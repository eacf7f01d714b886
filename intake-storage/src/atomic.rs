//! Crash-safe file replacement.
//!
//! Every write stages the full new content next to the target, fsyncs it,
//! checks the staged file is non-empty and then renames it over the target.
//! Same-volume rename is atomic, so readers of the target see either the old
//! or the new content and never a mix of the two.

use std::future::Future;
use std::io;
use std::path::Path;
use std::time::Duration;

use tokio::fs;
use tokio::io::AsyncWriteExt;

/// Bounded retry schedule for transient write errors.
#[derive(Debug, Clone, Copy, PartialEq, Eq)]
pub struct RetryPolicy {
    /// Total attempts, including the first one.
    pub attempts: u32,
    /// Backoff step; attempt `n` sleeps `n * backoff` before retrying.
    pub backoff: Duration,
}

/// A write that could not be completed.
#[derive(Debug)]
pub struct WriteFailure {
    /// Attempts made before giving up.
    pub attempts: u32,
    /// Error from the final attempt.
    pub source: io::Error,
}

/// Lock and contention errors that are worth retrying.
pub fn is_transient(err: &io::Error) -> bool {
    matches!(
        err.kind(),
        io::ErrorKind::PermissionDenied
            | io::ErrorKind::WouldBlock
            | io::ErrorKind::Interrupted
            | io::ErrorKind::TimedOut
            | io::ErrorKind::ResourceBusy
    )
}

/// Atomically replace `target` with `data`, staging through `staging`.
///
/// `staging` must live in the same directory as `target`.
pub async fn write_atomic(
    staging: &Path,
    target: &Path,
    data: &[u8],
    policy: RetryPolicy,
) -> Result<(), WriteFailure> {
    retry_write(staging, target, policy, || write_once(staging, target, data)).await
}

/// Run `step` until it succeeds, fails with a non-transient error or uses up
/// the policy's attempts. The staging file is removed on final failure.
pub(crate) async fn retry_write<F, Fut>(
    staging: &Path,
    target: &Path,
    policy: RetryPolicy,
    mut step: F,
) -> Result<(), WriteFailure>
where
    F: FnMut() -> Fut,
    Fut: Future<Output = io::Result<()>>,
{
    let max_attempts = policy.attempts.max(1);
    let mut attempt = 0;

    loop {
        attempt += 1;
        match step().await {
            Ok(()) => return Ok(()),
            Err(e) if is_transient(&e) && attempt < max_attempts => {
                tracing::warn!(
                    path = %target.display(),
                    attempt,
                    max_attempts,
                    error = %e,
                    "Transient write error, retrying"
                );
                tokio::time::sleep(policy.backoff * attempt).await;
            }
            Err(e) => {
                discard_staging(staging).await;
                return Err(WriteFailure {
                    attempts: attempt,
                    source: e,
                });
            }
        }
    }
}

async fn write_once(staging: &Path, target: &Path, data: &[u8]) -> io::Result<()> {
    stage(staging, data).await?;
    publish(staging, target, data).await
}

/// Rename the staged file over `target`, then fsync the directory.
async fn publish(staging: &Path, target: &Path, data: &[u8]) -> io::Result<()> {
    match fs::rename(staging, target).await {
        Ok(()) => {}
        Err(e) if e.kind() == io::ErrorKind::NotFound => {
            // Staging file vanished between creation and rename; one recreate.
            tracing::warn!(
                staging = %staging.display(),
                "Staging file disappeared before rename, recreating"
            );
            stage(staging, data).await?;
            fs::rename(staging, target).await?;
        }
        Err(e) => return Err(e),
    }

    sync_parent_dir(target).await;
    Ok(())
}

async fn stage(staging: &Path, data: &[u8]) -> io::Result<()> {
    let mut file = fs::File::create(staging).await?;
    file.write_all(data).await?;
    file.flush().await?;
    file.sync_all().await?;
    drop(file);

    let staged_len = fs::metadata(staging).await?.len();
    if staged_len == 0 && !data.is_empty() {
        return Err(io::Error::new(
            io::ErrorKind::WriteZero,
            format!("staging file {} is empty after write", staging.display()),
        ));
    }
    Ok(())
}

async fn discard_staging(staging: &Path) {
    match fs::remove_file(staging).await {
        Ok(()) => {}
        Err(e) if e.kind() == io::ErrorKind::NotFound => {}
        Err(e) => tracing::warn!(
            staging = %staging.display(),
            error = %e,
            "Failed to remove staging file"
        ),
    }
}

#[cfg(unix)]
async fn sync_parent_dir(target: &Path) {
    let Some(parent) = target.parent() else {
        return;
    };
    let result = match fs::File::open(parent).await {
        Ok(dir) => dir.sync_all().await,
        Err(e) => Err(e),
    };
    if let Err(e) = result {
        tracing::debug!(dir = %parent.display(), error = %e, "Directory fsync skipped");
    }
}

#[cfg(not(unix))]
async fn sync_parent_dir(_target: &Path) {}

--*--

Exercise objective ▸
Copy every line of the entries in which "return" can be found.

Response to the task ▸
            Ok(()) => return Ok(()),
                return Err(WriteFailure {
        Err(e) => return Err(e),
        return Err(io::Error::new(
        return;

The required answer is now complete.